Nairobi, Kenya (CNSNews.com) - Humanitarian agencies operating in Sudan's eastern region of Darfur say a lack of security is hindering their activities, but Sudan's Islamist president says a more robust United Nations peacekeeping force will not be allowed in the troubled region for now.
"The success of an African Union mission [deployed in Darfur] is a success for Africa and testimony of their ability to achieve peace and stability in the region without foreign intervention," Omar al-Bashir told reporters in the Kenyan capital during a summit of East Africa's seven-nation Intergovernmental Authority on Development.
Because of this, he said, Sudan was supporting the A.U. forces and rejecting "any form of foreign intervention."
Al-Bashir said his opposition to a U.N. peacekeeping force replacing the cash-strapped, 7,000-strong A.U. mission was based on what was happening in Iraq and Afghanistan.
"Those lessons should not be repeated in the African continent," he said.
Plans for a U.N. force to take over from the A.U. are driven by international concern that the three-year-old conflict between two rebel groups and government-supported militia could degenerate further. More than 180,000 people have been killed and two million been displaced.
The U.N. has described Darfur as the world's most serious humanitarian crisis.
James Lawrence of the humanitarian group Doctors Without Borders said in an interview here that sporadic fighting and attacks against civilians was affecting relief efforts in northwest and southern Darfur.
"The biggest problem of Darfur is lack of security. It is hindering the provision of primary health care to refugees."
Aid groups have reported increased banditry and attacks against humanitarian convoys. Because of the problems the U.N. High Commissioner for Refugees says it has halved its operating budget in Darfur.
In a statement, the State Department criticized the Sudanese government for closing several U.S.-supported humanitarian distribution facilities, and urged Khartoum to remove all obstacles to the delivery of aid.
The government earlier mobilized tens of thousands of people to protest the proposed U.N. plan, with some demonstrators threatening a "holy war."
Human Rights Watch director for Africa, Peter Takirambudde, suspects Khartoum is blocking a U.N. force because it fears that "a larger, better-equipped force might hinder its abusive agenda in Darfur."
The group said displaced people faced almost daily attacks from government-backed militiamen, with rapes and sexual assaults reported.
Militia groups have also launched cross-border raids on villages in neighboring Chad - where many Darfurian refugees are located - looting property and livestock.
Human Rights Watch says that although the government pledged to cease aerial attacks, but helicopter gunships had been redeployed in Darfur in recent months.
"Both the government and rebel forces are responsible for numerous ceasefire violations in the past few months," it said.
Earlier this month the A.U. extended the mandate for its force for six months, up to October, but agreed in principle to an eventual transition to a U.N. operation.

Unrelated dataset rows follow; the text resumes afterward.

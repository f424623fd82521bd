//! Storage abstraction for Mobility Harvester.
//!
//! The [`Store`] trait is an append-only, timestamp-keyed log of opaque
//! payload bytes, grouped in named collections. Two guarantees hold for
//! every backend:
//!
//! - **Uniqueness**: at most one item per `(collection, timestamp)`; a
//!   second write to the same key fails with [`StoreError::Conflict`].
//! - **Content deduplication**: bytes whose hash was already stored in the
//!   collection are not written again; the new row references the earlier
//!   one, and reads resolve that reference transparently.
//!
//! Implementations must be `Send + Sync`; every runner holds the same store
//! handle behind an `Arc`.

pub mod memory;

use std::ops::Bound;

use async_trait::async_trait;
use thiserror::Error;

use crate::models::{CollectionInfo, Payload, PayloadError, PayloadKind, StoredItem};

/// Errors returned by [`Store`] implementations.
#[derive(Debug, Error)]
pub enum StoreError {
    #[error("unknown collection '{0}'")]
    UnknownCollection(String),
    #[error("an item already exists in '{collection}' at timestamp {timestamp}")]
    Conflict { collection: String, timestamp: i64 },
    #[error("collection '{collection}' holds {expected} payloads, refusing {actual}")]
    KindMismatch {
        collection: String,
        expected: PayloadKind,
        actual: PayloadKind,
    },
    #[error(transparent)]
    Payload(#[from] PayloadError),
    #[error("storage backend error: {0}")]
    Backend(#[source] Box<dyn std::error::Error + Send + Sync>),
}

impl StoreError {
    pub fn backend(err: impl std::error::Error + Send + Sync + 'static) -> Self {
        StoreError::Backend(Box::new(err))
    }
}

/// Result ordering by timestamp.
#[derive(Debug, Clone, Copy, PartialEq, Eq, Default)]
pub enum Order {
    #[default]
    Ascending,
    Descending,
}

/// A time-range read over one collection.
///
/// Built with the chained helpers:
///
/// ```rust
/// use mobility_harvester_core::store::ItemQuery;
///
/// // The five rows strictly after t=100, oldest first.
/// let q = ItemQuery::all().after(100).limit(5);
/// assert!(!q.contains(100));
/// assert!(q.contains(101));
/// ```
#[derive(Debug, Clone, PartialEq)]
pub struct ItemQuery {
    pub lower: Bound<i64>,
    pub upper: Bound<i64>,
    pub order: Order,
    pub limit: Option<u32>,
    pub skip_data: bool,
}

impl ItemQuery {
    pub fn all() -> Self {
        Self {
            lower: Bound::Unbounded,
            upper: Bound::Unbounded,
            order: Order::Ascending,
            limit: None,
            skip_data: false,
        }
    }

    /// Timestamps strictly greater than `ts`.
    pub fn after(mut self, ts: i64) -> Self {
        self.lower = Bound::Excluded(ts);
        self
    }

    /// Timestamps greater than or equal to `ts`.
    pub fn since(mut self, ts: i64) -> Self {
        self.lower = Bound::Included(ts);
        self
    }

    /// Timestamps strictly lower than `ts`.
    pub fn before(mut self, ts: i64) -> Self {
        self.upper = Bound::Excluded(ts);
        self
    }

    /// Timestamps lower than or equal to `ts`.
    pub fn until(mut self, ts: i64) -> Self {
        self.upper = Bound::Included(ts);
        self
    }

    pub fn descending(mut self) -> Self {
        self.order = Order::Descending;
        self
    }

    pub fn limit(mut self, limit: u32) -> Self {
        self.limit = Some(limit);
        self
    }

    /// Return row metadata only; `data` is left `None`.
    pub fn skip_data(mut self) -> Self {
        self.skip_data = true;
        self
    }

    /// True when no timestamp can satisfy both bounds.
    pub fn is_empty_range(&self) -> bool {
        match (self.lower, self.upper) {
            (Bound::Included(lo), Bound::Included(hi)) => lo > hi,
            (Bound::Included(lo), Bound::Excluded(hi))
            | (Bound::Excluded(lo), Bound::Included(hi))
            | (Bound::Excluded(lo), Bound::Excluded(hi)) => lo >= hi,
            _ => false,
        }
    }

    pub fn contains(&self, ts: i64) -> bool {
        let lower_ok = match self.lower {
            Bound::Included(lo) => ts >= lo,
            Bound::Excluded(lo) => ts > lo,
            Bound::Unbounded => true,
        };
        let upper_ok = match self.upper {
            Bound::Included(hi) => ts <= hi,
            Bound::Excluded(hi) => ts < hi,
            Bound::Unbounded => true,
        };
        lower_ok && upper_ok
    }
}

impl Default for ItemQuery {
    fn default() -> Self {
        Self::all()
    }
}

/// Outcome of a successful write.
#[derive(Debug, Clone, Copy, PartialEq, Eq)]
pub struct StoreReceipt {
    pub id: i64,
    /// True when the bytes were already present and the row references them.
    pub deduplicated: bool,
}

/// Abstract storage backend.
///
/// | Method | Purpose |
/// |--------|---------|
/// | [`create_collection`](Store::create_collection) | Declare a collection and its payload kind |
/// | [`store`](Store::store) | Append one item, deduplicating its bytes |
/// | [`query`](Store::query) | Time-range read with copies resolved |
/// | [`collections`](Store::collections) | List collections with bounds and counts |
#[async_trait]
pub trait Store: Send + Sync {
    /// Create the collection if it does not exist.
    ///
    /// Fails with [`StoreError::KindMismatch`] when it exists with another kind.
    async fn create_collection(&self, name: &str, kind: PayloadKind) -> Result<(), StoreError>;

    /// Append an item. `data == None` records a "computed but empty" result.
    async fn store(
        &self,
        collection: &str,
        timestamp: i64,
        kind: PayloadKind,
        data: Option<&[u8]>,
        create_if_missing: bool,
    ) -> Result<StoreReceipt, StoreError>;

    /// Read items. An unknown collection reads as empty.
    async fn query(&self, collection: &str, query: &ItemQuery)
        -> Result<Vec<StoredItem>, StoreError>;

    async fn collections(&self) -> Result<Vec<CollectionInfo>, StoreError>;

    /// Encode and append a typed payload, creating the collection if needed.
    async fn store_payload(
        &self,
        collection: &str,
        timestamp: i64,
        kind: PayloadKind,
        payload: Option<&Payload>,
    ) -> Result<StoreReceipt, StoreError> {
        if let Some(payload) = payload {
            payload.expect_kind(kind)?;
        }
        let bytes = payload.map(Payload::to_bytes);
        self.store(collection, timestamp, kind, bytes.as_deref(), true)
            .await
    }

    /// Most recent item of a collection, without its data.
    async fn latest(&self, collection: &str) -> Result<Option<StoredItem>, StoreError> {
        let rows = self
            .query(collection, &ItemQuery::all().descending().limit(1).skip_data())
            .await?;
        Ok(rows.into_iter().next())
    }

    /// Oldest item of a collection, without its data.
    async fn earliest(&self, collection: &str) -> Result<Option<StoredItem>, StoreError> {
        let rows = self
            .query(collection, &ItemQuery::all().limit(1).skip_data())
            .await?;
        Ok(rows.into_iter().next())
    }
}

The A.U. mission has scant resources and its mandate does not allow it to intervene in combat even when the lives of civilians are in danger.
The U.S. government also wants NATO, which is currently providing logistical and equipment support to the A.U. forces, to play a bigger role in the peacekeeping.
NATO secretary general Jaap de Hoop Scheffer, visiting Washington Tuesday, said NATO would support a U.N. mission with logistical and training assistance, but not contribute troops to the operation.